Fumeheads have argued extensively about which of Creed's two green Millésimes is better, with most favoring GIT by a hair. There's actually a third green - Original Vetiver - but this is obviously a clone of Mugler Cologne, and not really in contention. With GV and GIT, a question regarding the usage of violet leaf comes into play. GIT's violet leaf is very deep and purple-hued, while GV's is lighter, and more silvery in feel. The violet leaf of GIT is very much an '80s note, full of synthetic bombast, but GV's is more '90s, very ephemeral and sheer. One problem people face with Green Valley is that it's very difficult to sample, now that it's not being made any longer, and it's hard to trust people's written opinions when weighing the purchase of a $285 perfume. Fortunately, you don't have to go by reviews alone - some Saks and Neiman Marcus locations still stock testers of Green Valley. But if you can't find a tester at the nearest of those two stores, is it safe to trust reviews, or better to hold out and base the purchase on what you smell?
Trust your nose only. Wait until you find that tester, sample, and go from there. If you live near a Blue Mercury, try them for a sample. Green Valley is very bitter, and contrasts fresh green notes against an inedible vanilla base. It's the soapiest use of vanilla I've ever encountered in a fragrance, and it's definitely not for everyone. I sometimes wonder if this is why the fragrance is so often compared to Irish Spring soap, as Colgate uses a rather vanillic, lye-type scent in its formula. Aside from those two similarities, these fragrances have nothing in common - Irish Spring is a juniper/vetiver/vanilla, while Green Valley is a mint/grass/blackcurrant/vanilla. The Creed is significantly less "friendly" than any other interpretation of "green" that I've encountered, with very little overt sweetness, and scads of bitter pungency in its "fresh-fruity physiology," as Andrew put it.
N°19, Silences, Vent Vert, Diorissimo, all share a table with Green Valley, yet somehow get talked about a hell of a lot more than the Creed by comparison. I've never understood why, when someone asks for names of great green frags, Green Valley gets short shrift. I kinda-sorta half understand it - there's a negative bias toward Creed for being so popular (niche fragrances aren't supposed to be popular), and so expensive (which is fine with everything but Creed), but still, this scent needs more recognition. Perhaps with renewed appreciation, the Creed family will feel compelled to resurrect their lost masterpiece and stick it back on shelves. I can see it in my mind's eye, with its snappy new pastel-green label and matching cap. As things stand, it's worth seeking out, but definitely sample first, to avoid buying a green that might be too bitter for your tastes, and also to avoid buying something that smells like spoiled garbage.

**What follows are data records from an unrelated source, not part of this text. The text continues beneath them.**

// SPDX-License-Identifier: BUSL-1.1
// Copyright (c) 2026 Alfred Jean LLC

//! Daemon lifecycle management: startup and shutdown.

use std::path::{Path, PathBuf};
use std::sync::Arc;
use std::time::Duration;

use flow_adapters::{AgentAdapter, DefinitionSource, JobStore};
use flow_core::{Job, JobId, SystemClock};
use flow_engine::{EngineConfig, JobError, JobService, Persister, RetryPolicy};
use thiserror::Error;
use tokio::task::JoinHandle;
use tokio_util::sync::CancellationToken;
use tracing::{info, warn};

use crate::dispatch::Dispatcher;
use crate::env;

/// Job service with the daemon's clock
pub type DaemonService = JobService<SystemClock>;

/// Daemon configuration
#[derive(Debug, Clone)]
pub struct Config {
    /// Root state directory (e.g. ~/.local/state/flow)
    pub state_dir: PathBuf,
    /// Directory of `<flow>.toml` definitions
    pub flows_dir: PathBuf,
    /// Per-command output captured by the shell agent
    pub logs_path: PathBuf,
    /// Daemon log directory; stderr when `None`
    pub log_dir: Option<PathBuf>,
    pub log_filter: String,
    pub queue_capacity: usize,
    pub allow_concurrent_builds: bool,
    pub agent_timeout: Duration,
    pub max_in_flight: usize,
    pub persist_retry: RetryPolicy,
    /// Finished jobs kept in memory per flow; all when `None`
    pub finished_jobs_kept: Option<usize>,
    pub drain_timeout: Duration,
}

impl Config {
    /// Configuration rooted at `state_dir` with every tunable at its default.
    pub fn new(state_dir: impl AsRef<Path>) -> Self {
        let state_dir = state_dir.as_ref().to_path_buf();
        let engine = EngineConfig::default();
        Self {
            flows_dir: state_dir.join("flows"),
            logs_path: state_dir.join("logs"),
            log_dir: None,
            log_filter: "info".to_string(),
            queue_capacity: engine.queue_capacity,
            allow_concurrent_builds: engine.allow_concurrent_builds,
            agent_timeout: Duration::from_secs(3600),
            max_in_flight: 16,
            persist_retry: engine.persist_retry,
            finished_jobs_kept: engine.finished_jobs_kept,
            drain_timeout: Duration::from_secs(5),
            state_dir,
        }
    }

    /// Load configuration from `FLOW_*` environment variables.
    pub fn load() -> Result<Self, LifecycleError> {
        let state_dir = env::state_dir()?;
        let defaults = Self::new(&state_dir);
        Ok(Self {
            flows_dir: env::flows_dir().unwrap_or(defaults.flows_dir),
            log_dir: env::log_dir(),
            log_filter: env::log_filter(),
            queue_capacity: env::queue_capacity(),
            allow_concurrent_builds: env::allow_concurrent_builds(),
            agent_timeout: env::agent_timeout(),
            max_in_flight: env::max_in_flight(),
            persist_retry: env::persist_retry(),
            finished_jobs_kept: env::finished_jobs_kept(),
            drain_timeout: env::drain_timeout(),
            ..defaults
        })
    }

    pub fn engine_config(&self) -> EngineConfig {
        EngineConfig {
            finished_jobs_kept: self.finished_jobs_kept,
            ..EngineConfig::default()
                .queue_capacity(self.queue_capacity)
                .allow_concurrent_builds(self.allow_concurrent_builds)
                .persist_retry(self.persist_retry)
        }
    }
}

/// Lifecycle errors
#[derive(Debug, Error)]
pub enum LifecycleError {
    #[error("Could not determine state directory")]
    NoStateDir,

    #[error("Failed to set up logging: {0}")]
    Logging(String),

    #[error("IO error: {0}")]
    Io(#[from] std::io::Error),
}

/// A running daemon: the job service plus its dispatcher and writer tasks.
pub struct Daemon {
    pub config: Config,
    service: Arc<DaemonService>,
    cancel: CancellationToken,
    dispatcher: JoinHandle<()>,
    writer: JoinHandle<()>,
}

impl Daemon {
    /// Build the process-scoped state and spawn the background tasks.
    ///
    /// Must be called from within a tokio runtime.
    pub fn start<S: JobStore, A: AgentAdapter>(
        config: Config,
        definitions: Arc<dyn DefinitionSource>,
        store: S,
        agent: A,
    ) -> Result<Self, LifecycleError> {
        std::fs::create_dir_all(&config.state_dir)?;

        let (persister, writer) = Persister::spawn(store, config.persist_retry);
        let service = Arc::new(JobService::new(
            definitions,
            persister,
            config.engine_config(),
            SystemClock,
        ));
        let cancel = CancellationToken::new();
        let dispatcher = Dispatcher::new(
            Arc::clone(&service),
            agent,
            config.agent_timeout,
            config.max_in_flight,
            cancel.clone(),
        )
        .spawn();

        info!(
            state_dir = %config.state_dir.display(),
            queue_capacity = config.queue_capacity,
            max_in_flight = config.max_in_flight,
            "daemon started"
        );
        Ok(Self { config, service, cancel, dispatcher, writer })
    }

    pub fn service(&self) -> &Arc<DaemonService> {
        &self.service
    }

    /// Poll until job `id` is finished.
    pub async fn wait_finished(&self, id: JobId, poll: Duration) -> Result<Job, JobError> {
        loop {
            let job = self.service.find(id)?;
            if job.is_terminal() {
                return Ok(job);
            }
            tokio::time::sleep(poll).await;
        }
    }

    /// Shutdown the daemon gracefully.
    ///
    /// Commands still executing are abandoned. Queued saves get up to the
    /// drain timeout to reach the store; whatever is left after that is lost.
    pub async fn shutdown(self) {
        info!("Shutting down daemon...");
        self.cancel.cancel();
        self.service.shutdown();

        let Self { mut dispatcher, mut writer, config, .. } = self;
        let drained = tokio::time::timeout(config.drain_timeout, async {
            if let Err(e) = (&mut dispatcher).await {
                warn!(error = %e, "dispatcher task failed");
            }
            if let Err(e) = (&mut writer).await {
                warn!(error = %e, "persistence writer failed");
            }
        })
        .await;

        if drained.is_err() {
            warn!(timeout_ms = config.drain_timeout.as_millis() as u64, "drain timed out");
            dispatcher.abort();
            writer.abort();
        }
        info!("Daemon shutdown complete");
    }
}

#[cfg(test)]
#[path = "lifecycle_tests.rs"]
mod tests;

One more thing about Marie Antoinette: in the film, Kirsten doesn't come into contact with toiletries and personal hygiene products very often, which seems accurate for the time period. However, she expresses an affinity for everything green - in her desire to plant trees, return to nature with her children, and enjoy summer nights, in fields, under the stars, with friends. If I'd been on Ms. Coppola's set, I might have snuck a little 1-ouncer of Green Valley onto Kirsten's copy of the script, as a paperweight, and also a little message suggestive of so much more about her character than any script could give.